Key Takeaways
You're not sexually broken — the world taught you the wrong story
“We're all made of the same parts, but in each of us, those parts are organized in a unique way that may change over our life span.”
Western culture has lied about female sexuality for centuries — treating it as "Men's Sexuality Lite." Women were told they should orgasm during intercourse, that wetness equals arousal, and that desire should appear spontaneously. When their experience didn't match, they concluded something was wrong with them.

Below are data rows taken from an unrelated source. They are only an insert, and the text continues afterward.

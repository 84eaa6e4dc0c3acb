//! Cryptographic adapters.

pub mod argon2;
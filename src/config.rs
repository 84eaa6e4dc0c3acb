//! Configuration manager.

use std::fs::File;
use std::io::ErrorKind;
use std::path::{Path, PathBuf};
use std::sync::Arc;

use axum::extract::FromRef;
use serde::{Deserialize, Serialize};
use thiserror::Error;
use url::Url;

use crate::AppState;
use crate::domain::role::RoleName;

const DEFAULT_CONFIG_PATH: &str = "config.yaml";
const DEFAULT_ADDRESS: &str = "0.0.0.0:8080";
const VERSION: &str = env!("CARGO_PKG_VERSION");

/// Configuration file that exists but cannot be used.
#[derive(Debug, Error)]
pub enum ConfigError {
    #[error("cannot read `{path}`: {source}")]
    Io {
        path: PathBuf,
        source: std::io::Error,
    },
    #[error("invalid configuration in `{path}`: {source}")]
    Parse {
        path: PathBuf,
        source: serde_yaml::Error,
    },
    #[error("invalid `url` entry: {0}")]
    Url(#[from] url::ParseError),
}

#[derive(Debug, Clone, PartialEq, Serialize, Deserialize)]
#[serde(default)]
pub struct Configuration {
    /// Instance name.
    pub name: String,
    /// Domain name of current instance. Used as token issuer.
    pub url: String,
    /// Listening socket address.
    pub address: String,
    #[serde(skip_deserializing)]
    pub version: String,
    #[serde(skip)]
    pub(crate) path: PathBuf,
    /// Related to JsonWebToken configuration.
    #[serde(skip_serializing)]
    pub token: Option<Token>,
    /// Related to PostgreSQL configuration.
    #[serde(skip_serializing)]
    pub postgres: Option<Postgres>,
    /// Related to Argon2 configuration.
    #[serde(skip_serializing)]
    pub argon2: Argon2,
    #[serde(skip_serializing)]
    pub roles: Roles,
    #[serde(skip_serializing)]
    pub reconciliation: Reconciliation,
    #[serde(skip_serializing)]
    pub telemetry: Telemetry,
}

impl Default for Configuration {
    fn default() -> Self {
        Self {
            name: env!("CARGO_PKG_NAME").to_owned(),
            url: String::default(),
            address: DEFAULT_ADDRESS.to_owned(),
            version: VERSION.to_owned(),
            path: PathBuf::default(),
            token: None,
            postgres: None,
            argon2: Argon2::default(),
            roles: Roles::default(),
            reconciliation: Reconciliation::default(),
            telemetry: Telemetry::default(),
        }
    }
}

/// PostgreSQL configuration.
#[derive(Debug, Default, PartialEq, Clone, Serialize, Deserialize)]
pub struct Postgres {
    /// Hostname:(?port) for PostgreSQL instance.
    pub address: String,
    /// Database name.
    pub database: Option<String>,
    /// Username credential to connect.
    pub username: Option<String>,
    /// Password credential to connect.
    pub password: Option<String>,
    /// Maximum pool connections.
    pub pool_size: Option<u32>,
}

/// Argon2 configuration.
#[derive(Debug, PartialEq, Clone, Serialize, Deserialize)]
#[serde(default)]
pub struct Argon2 {
    /// Memory used while hashing, in KiB.
    pub memory_cost: u32,
    /// Iterations of hash.
    pub iterations: u32,
    /// Parallelism degree.
    pub parallelism: u32,
    /// Output hash length.
    pub hash_length: usize,
}

impl Default for Argon2 {
    fn default() -> Self {
        Self {
            memory_cost: 1024 * 64, // 64 MiB.
            iterations: 4,
            parallelism: 2,
            hash_length: 32,
        }
    }
}

/// Json Web Token configuration.
///
/// A shared `secret` selects HS256; PEM keys select ES256.
#[derive(Debug, Default, PartialEq, Clone, Serialize, Deserialize)]
pub struct Token {
    pub secret: Option<String>,
    pub key_id: Option<String>,
    pub public_key_pem: Option<String>,
    pub private_key_pem: Option<String>,
    /// Update token audience.
    pub audience: Option<String>,
    /// Token lifetime in seconds. Default is 900.
    pub ttl_secs: Option<u64>,
}

/// Role granting configuration.
#[derive(Debug, PartialEq, Clone, Serialize, Deserialize)]
#[serde(default)]
pub struct Roles {
    /// Role given to every new account.
    pub default: RoleName,
}

impl Default for Roles {
    fn default() -> Self {
        Self {
            default: RoleName::User,
        }
    }
}

/// Background repair of unlinked accounts.
#[derive(Debug, PartialEq, Clone, Serialize, Deserialize)]
#[serde(default)]
pub struct Reconciliation {
    /// Seconds between two sweeps. `0` disables the sweep.
    pub interval_secs: u64,
    /// Accounts younger than this are left to their in-flight sign-up.
    pub grace_secs: u64,
    /// Linking attempts made during sign-up.
    pub link_attempts: u32,
    /// Records inspected per sweep.
    pub batch_size: usize,
}

impl Default for Reconciliation {
    fn default() -> Self {
        Self {
            interval_secs: 60,
            grace_secs: 30,
            link_attempts: 3,
            batch_size: 100,
        }
    }
}

/// Observability configuration.
#[derive(Debug, PartialEq, Clone, Serialize, Deserialize)]
#[serde(default)]
pub struct Telemetry {
    /// OTLP/gRPC collector. Logs and traces stay local when unset.
    pub otlp_endpoint: Option<String>,
    /// Expose `/metrics`.
    pub prometheus: bool,
}

impl Default for Telemetry {
    fn default() -> Self {
        Self {
            otlp_endpoint: None,
            prometheus: true,
        }
    }
}

impl FromRef<AppState> for Arc<Configuration> {
    fn from_ref(state: &AppState) -> Arc<Configuration> {
        Arc::clone(&state.config)
    }
}

impl Configuration {
    pub fn path(mut self, path: PathBuf) -> Self {
        self.path = path;
        self
    }

    /// Normalizes a URL string by ensuring it starts with a valid scheme
    /// (`http` or `https`).
    fn normalize_url(&self, url: &str) -> Result<String, url::ParseError> {
        let url_with_scheme =
            if url.starts_with("http://") || url.starts_with("https://") {
                url.to_string()
            } else {
                format!("https://{url}")
            };

        let parsed_url = Url::parse(&url_with_scheme)?;
        Ok(parsed_url.to_string())
    }

    /// Reads the `config.yaml` file from the specified path or the default
    /// location.
    ///
    /// A missing file falls back to defaults. A file that cannot be read or
    /// parsed is an error.
    pub fn read(self) -> Result<Arc<Self>, ConfigError> {
        let file_path = if self.path.is_file() {
            self.path.clone()
        } else {
            Path::new(DEFAULT_CONFIG_PATH).to_path_buf()
        };

        let mut config: Self = match File::open(&file_path) {
            Ok(file) => serde_yaml::from_reader(file).map_err(|source| {
                ConfigError::Parse {
                    path: file_path.clone(),
                    source,
                }
            })?,
            Err(err) if err.kind() == ErrorKind::NotFound => {
                tracing::error!(path = %file_path.display(), "configuration file not found, using defaults");
                Self::default()
            },
            Err(source) => {
                return Err(ConfigError::Io {
                    path: file_path,
                    source,
                });
            },
        };

        // set app version.
        config.version = VERSION.to_owned();

        // normalize URLs.
        if !config.url.is_empty() {
            config.url = self.normalize_url(&config.url)?;
        }

        Ok(Arc::new(config.with_env()))
    }

    /// Override secrets with environment variables.
    fn with_env(self) -> Self {
        self.with_secrets(
            std::env::var("TOKEN_SECRET").ok(),
            std::env::var("POSTGRES_PASSWORD").ok(),
        )
    }

    fn with_secrets(
        mut self,
        token_secret: Option<String>,
        postgres_password: Option<String>,
    ) -> Self {
        if let Some(secret) = token_secret.filter(|s| !s.is_empty()) {
            self.token.get_or_insert_with(Token::default).secret = Some(secret);
        }

        if let (Some(postgres), Some(password)) =
            (self.postgres.as_mut(), postgres_password)
        {
            postgres.password = Some(password);
        }

        self
    }
}

#[cfg(test)]
mod tests {
    use super::*;

    #[test]
    fn test_defaults() {
        let config: Configuration = serde_yaml::from_str("name: auth").unwrap();

        assert_eq!(config.name, "auth");
        assert_eq!(config.address, DEFAULT_ADDRESS);
        assert_eq!(config.argon2, Argon2::default());
        assert_eq!(config.roles.default, RoleName::User);
        assert_eq!(config.reconciliation.interval_secs, 60);
        assert_eq!(config.reconciliation.link_attempts, 3);
        assert!(config.telemetry.prometheus);
        assert!(config.postgres.is_none());
        assert!(config.token.is_none());
    }

    #[test]
    fn test_sections() {
        let config: Configuration = serde_yaml::from_str(
            r#"
url: auth.example.com
postgres:
  address: localhost:5432
  pool_size: 4
token:
  secret: s3cr3t
  ttl_secs: 60
roles:
  default: ADMIN
reconciliation:
  interval_secs: 0
"#,
        )
        .unwrap();

        let postgres = config.postgres.unwrap();
        assert_eq!(postgres.address, "localhost:5432");
        assert_eq!(postgres.pool_size, Some(4));
        let token = config.token.unwrap();
        assert_eq!(token.secret.as_deref(), Some("s3cr3t"));
        assert_eq!(token.ttl_secs, Some(60));
        assert_eq!(config.roles.default, RoleName::Admin);
        assert_eq!(config.reconciliation.interval_secs, 0);
        assert_eq!(config.reconciliation.grace_secs, 30);
    }

    #[test]
    fn test_normalize_url() {
        let config = Configuration::default();

        assert_eq!(
            config.normalize_url("auth.example.com").unwrap(),
            "https://auth.example.com/"
        );
        assert_eq!(
            config.normalize_url("http://localhost:8080").unwrap(),
            "http://localhost:8080/"
        );
        assert!(config.normalize_url("https://").is_err());
    }

    #[test]
    fn test_secrets_override() {
        let config = Configuration {
            postgres: Some(Postgres::default()),
            ..Default::default()
        }
        .with_secrets(Some("env-secret".into()), Some("pg".into()));

        assert_eq!(
            config.token.and_then(|t| t.secret).as_deref(),
            Some("env-secret")
        );
        assert_eq!(
            config.postgres.and_then(|p| p.password).as_deref(),
            Some("pg")
        );

        let config = Configuration::default().with_secrets(None, Some("pg".into()));
        assert!(config.token.is_none());
        assert!(config.postgres.is_none());
    }

    #[test]
    fn test_missing_file_falls_back() {
        let config = Configuration::default()
            .path(PathBuf::from("does/not/exist.yaml"))
            .read()
            .unwrap();

        assert_eq!(config.address, DEFAULT_ADDRESS);
        assert_eq!(config.version, VERSION);
    }

    #[test]
    fn test_invalid_file_is_reported() {
        let path = std::env::temp_dir()
            .join(format!("account-auth-{}-invalid.yaml", std::process::id()));
        std::fs::write(&path, "postgres:\n  address: localhost\nroles:\n  default: user\n").unwrap();

        let result = Configuration::default().path(path.clone()).read();
        std::fs::remove_file(&path).unwrap();

        match result {
            Err(ConfigError::Parse { path: reported, .. }) => {
                assert_eq!(reported, path)
            },
            other => panic!("expected a parse error, got {other:?}"),
        }
    }
}
//! Profile store port.

use async_trait::async_trait;

use crate::application::error::Result;
use crate::domain::email::EmailAddress;
use crate::domain::profile::{Profile, ProfileId};

/// Port for profile persistence.
#[async_trait]
pub trait ProfileStore: Send + Sync {
    /// Insert `profile` when it has no id, update it otherwise.
    async fn save_or_update(&self, profile: Profile) -> Result<Profile>;

    async fn find_by_id(&self, id: ProfileId) -> Result<Option<Profile>>;

    /// Profiles carrying `email`. Email is not unique for profiles.
    async fn list_by_email(&self, email: &EmailAddress) -> Result<Vec<Profile>>;

    /// Profiles that do not reference any identity, in id order, starting
    /// after `after`.
    async fn find_unlinked(
        &self,
        after: Option<ProfileId>,
        limit: usize,
    ) -> Result<Vec<Profile>>;
}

The science tells a radically different story. About 75% of women don't reliably orgasm from intercourse. Genital response often doesn't match subjective arousal. Many women only want sex after pleasurable things are already happening. None of this is dysfunction — it's normal female sexuality operating exactly as designed. More than half of Nagoski's 187 students wrote some version of "I am normal" as their single most important class takeaway.
Your brain has sexual brakes, not just an accelerator — release them
“A common mistake made by people who are struggling with orgasm or desire is assuming that the problem is a lack of accelerator; it's more likely that the problem is too much brakes.”

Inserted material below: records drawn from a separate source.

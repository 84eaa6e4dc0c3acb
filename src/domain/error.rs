//! Custom error handler for domain (core).

pub type Result<T> = std::result::Result<T, DomainError>;

/// Enum representing custom domain errors.
#[derive(Debug, Clone, PartialEq, Eq, thiserror::Error)]
pub enum DomainError {
    #[error("invalid email formatting")]
    InvalidEmailFormat,
    #[error("{field} must be between {min} and {max} characters")]
    InvalidLength {
        field: &'static str,
        min: usize,
        max: usize,
    },
    #[error("identity must hold at least one role")]
    EmptyRoleSet,
    #[error("unknown role `{0}`")]
    UnknownRole(String),
    #[error("password hash is not in PHC format")]
    MalformedPasswordHash,
}

impl DomainError {
    /// Name of the input field the error refers to.
    pub fn field(&self) -> &'static str {
        match self {
            DomainError::InvalidEmailFormat => "email",
            DomainError::InvalidLength { field, .. } => field,
            DomainError::EmptyRoleSet | DomainError::UnknownRole(_) => "roles",
            DomainError::MalformedPasswordHash => "password",
        }
    }
}
//! These traits define what the application can do.

pub mod authentication;
pub mod reconcile;

pub use authentication::*;
pub use reconcile::*;
//! HTTP error handler.

use axum::Json;
use axum::extract::rejection::JsonRejection;
use axum::http::{StatusCode, header};
use axum::response::{IntoResponse, Response};
use serde::{Deserialize, Serialize};
use thiserror::Error;
use validator::ValidationErrors;

use crate::application::error::ApplicationError;
use crate::domain::error::DomainError;

pub type Result<T> = std::result::Result<T, ServerError>;

pub const INVALID_CREDENTIALS: &str = "Invalid credentials.";

/// Enum representing server-side errors.
#[derive(Debug, Error)]
pub enum ServerError {
    #[error("validation error occurred")]
    Validation(#[from] ValidationErrors),

    #[error(transparent)]
    Axum(#[from] JsonRejection),

    #[error(transparent)]
    Application(#[from] ApplicationError),
}

/// Plain `{ "message" }` body.
#[derive(Debug, PartialEq, Serialize, Deserialize)]
pub struct MessageResponse {
    pub message: String,
}

impl MessageResponse {
    pub fn new(message: impl Into<String>) -> Self {
        Self {
            message: message.into(),
        }
    }
}

/// Structure for detailed error responses.
#[derive(Debug, Serialize)]
pub struct ResponseError {
    r#type: Option<String>,
    title: String,
    status: u16,
    detail: String,
    instance: Option<String>,
    errors: Option<Vec<FieldError>>,
}

impl ResponseError {
    /// Update error status code.
    pub fn status(mut self, code: StatusCode) -> Self {
        self.status = code.as_u16();
        self
    }

    /// Update `title` field.
    pub fn title(mut self, title: &str) -> Self {
        self.title = title.into();
        self
    }

    /// Add detailed error.
    pub fn details(mut self, description: &str) -> Self {
        self.detail = description.into();
        self
    }

    /// Automatically add errors field.
    pub fn errors(mut self, errors: &ValidationErrors) -> Self {
        self.errors = Some(parse_validation_errors(errors));
        self
    }

    /// Report a single rejected field.
    pub fn field(mut self, error: &DomainError) -> Self {
        self.errors = Some(vec![FieldError {
            field: error.field().to_owned(),
            message: error.to_string(),
        }]);
        self
    }

    /// Transform [`ResponseError`] into axum [`Response`].
    pub fn into_response(
        self,
    ) -> std::result::Result<Response, axum::http::Error> {
        if let Ok(body) = serde_json::to_string(&self) {
            Response::builder()
                .status(self.status)
                .header(header::CONTENT_TYPE, "application/json")
                .body(body.into())
        } else {
            Ok(internal_server_error())
        }
    }
}

impl Default for ResponseError {
    fn default() -> Self {
        Self {
            r#type: None,
            title: "Internal server error.".to_owned(),
            status: StatusCode::INTERNAL_SERVER_ERROR.as_u16(),
            detail: String::default(),
            instance: None,
            errors: None,
        }
    }
}

#[derive(Debug, Serialize)]
struct FieldError {
    field: String,
    message: String,
}

fn parse_validation_errors(errors: &ValidationErrors) -> Vec<FieldError> {
    errors
        .field_errors()
        .iter()
        .flat_map(|(field, issues)| {
            issues.iter().map(move |issue| FieldError {
                field: field.to_string(),
                message: issue.to_string(),
            })
        })
        .collect()
}

impl IntoResponse for ServerError {
    fn into_response(self) -> Response {
        let response = ResponseError::default()
            .title("There were validation errors with your request.")
            .details(&self.to_string())
            .status(StatusCode::BAD_REQUEST);

        let response = match &self {
            ServerError::Validation(validation_errors) => {
                response.errors(validation_errors)
            },

            ServerError::Axum(_) => response,

            ServerError::Application(ApplicationError::Domain(err)) => {
                response.field(err)
            },

            ServerError::Application(ApplicationError::InvalidCredentials) => {
                ResponseError::default()
                    .title(INVALID_CREDENTIALS)
                    .status(StatusCode::UNAUTHORIZED)
            },

            ServerError::Application(ApplicationError::DuplicateAccount) => {
                return (
                    StatusCode::CONFLICT,
                    Json(MessageResponse::new(
                        ApplicationError::DuplicateAccount.to_string(),
                    )),
                )
                    .into_response();
            },

            ServerError::Application(err) => {
                tracing::error!(error = %err, source = ?std::error::Error::source(err), "server returned 500 status");

                ResponseError::default()
            },
        };

        response
            .into_response()
            .unwrap_or_else(|_| internal_server_error())
    }
}

fn internal_server_error() -> Response {
    Response::builder()
        .status(StatusCode::INTERNAL_SERVER_ERROR)
        .header(header::CONTENT_TYPE, "application/json")
        .body(
            serde_json::json!({
                "type": null,
                "title": "Internal server error.",
                "status": StatusCode::INTERNAL_SERVER_ERROR.as_u16(),
                "detail": null,
                "instance": null,
                "errors": null,
            })
            .to_string()
            .into(),
        )
        .unwrap_or_else(|_| Response::new("Internal server error".into()))
}

#[cfg(test)]
mod tests {
    use http_body_util::BodyExt;
    use serde_json::Value;

    use super::*;
    use crate::application::error::SignUpStage;
    use crate::domain::identity::IdentityId;
    use crate::domain::role::RoleName;

    async fn render(err: ServerError) -> (StatusCode, Value) {
        let response = err.into_response();
        let status = response.status();
        let body = response.into_body().collect().await.unwrap().to_bytes();
        (status, serde_json::from_slice(&body).unwrap())
    }

    #[tokio::test]
    async fn test_invalid_credentials() {
        let (status, body) =
            render(ApplicationError::InvalidCredentials.into()).await;

        assert_eq!(status, StatusCode::UNAUTHORIZED);
        assert_eq!(body["title"], INVALID_CREDENTIALS);
        assert_eq!(body["status"], 401);
    }

    #[tokio::test]
    async fn test_duplicate_account() {
        let (status, body) =
            render(ApplicationError::DuplicateAccount.into()).await;

        assert_eq!(status, StatusCode::CONFLICT);
        assert_eq!(body, serde_json::json!({ "message": "email already taken" }));
    }

    #[tokio::test]
    async fn test_domain_error_names_field() {
        let (status, body) = render(
            ApplicationError::Domain(DomainError::InvalidEmailFormat).into(),
        )
        .await;

        assert_eq!(status, StatusCode::BAD_REQUEST);
        assert_eq!(body["errors"][0]["field"], "email");
    }

    #[tokio::test]
    async fn test_internal_failures_are_generic() {
        for err in [
            ApplicationError::RoleCatalogCorrupt {
                role: RoleName::User,
            },
            ApplicationError::PartialFailure {
                stage: SignUpStage::IdentityCreated,
                identity_id: IdentityId::new(1),
                profile_id: None,
                source: Box::new(ApplicationError::NotFound),
            },
            ApplicationError::internal(std::io::Error::other("db down")),
        ] {
            let (status, body) = render(err.into()).await;

            assert_eq!(status, StatusCode::INTERNAL_SERVER_ERROR);
            assert_eq!(body["title"], "Internal server error.");
            assert_eq!(body["detail"], "");
        }
    }
}
//! Telemetry adapters - Observability implementations.

use metrics::{counter, gauge};

use crate::application::dto::ReconcileReport;
use crate::application::error::SignUpStage;
use crate::application::ports::outbound::TelemetryPort;
use crate::domain::identity::IdentityId;
use crate::domain::profile::ProfileId;

/// Tracing-based telemetry adapter, also feeding the metrics recorder.
#[derive(Default)]
pub struct TracingTelemetry;

impl TracingTelemetry {
    /// Create a new [`TracingTelemetry`].
    pub fn new() -> Self {
        Self
    }
}

impl TelemetryPort for TracingTelemetry {
    fn record_sign_in_success(&self, principal_id: IdentityId) {
        counter!("auth_sign_in_total", "outcome" => "success").increment(1);
        tracing::info!(%principal_id, "sign-in successful");
    }

    fn record_sign_in_failure(&self, reason: &str) {
        counter!("auth_sign_in_total", "outcome" => "failure").increment(1);
        tracing::info!(reason, "sign-in failed");
    }

    fn record_account_created(&self, identity_id: IdentityId) {
        counter!("account_created_total").increment(1);
        tracing::info!(%identity_id, "account created");
    }

    fn record_sign_up_rejected(&self, reason: &str) {
        counter!("account_sign_up_rejected_total", "reason" => reason.to_owned())
            .increment(1);
        tracing::info!(reason, "sign-up rejected");
    }

    fn record_partial_failure(
        &self,
        stage: SignUpStage,
        identity_id: IdentityId,
        profile_id: Option<ProfileId>,
    ) {
        counter!("account_partial_failures_total", "stage" => stage.to_string())
            .increment(1);
        tracing::warn!(%stage, %identity_id, ?profile_id, "sign-up left an unlinked pair");
    }

    fn record_reconciliation(&self, report: &ReconcileReport) {
        counter!("account_links_repaired_total")
            .increment(report.repaired as u64);
        gauge!("account_orphan_profiles").set(report.orphans as f64);

        if report.repaired > 0 || report.failures > 0 || report.orphans > 0 {
            tracing::info!(
                repaired = report.repaired,
                created_profiles = report.created_profiles,
                orphans = report.orphans,
                failures = report.failures,
                "reconciliation sweep finished"
            );
        } else {
            tracing::debug!("reconciliation sweep found nothing to repair");
        }
    }
}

The dual control model, developed at the Kinsey Institute, reveals that sexual response runs on two separate systems. The Sexual Excitation System (accelerator) sends "turn on" signals when your brain detects sex-related stimuli. The Sexual Inhibition System (brakes) sends "turn off" signals when it detects potential threats — STIs, stress, relationship tension, or even worrying about taking too long to orgasm.
Sensitive brakes predict sexual problems more than anything else. In a survey of 226 women, brake sensitivity was the strongest predictor of arousal difficulty, low desire, and orgasm problems. Yet people instinctively try adding more stimulation — toys, novelty, porn — when what's really needed is identifying and removing what's hitting the brakes: stress, performance pressure, or self-consciousness.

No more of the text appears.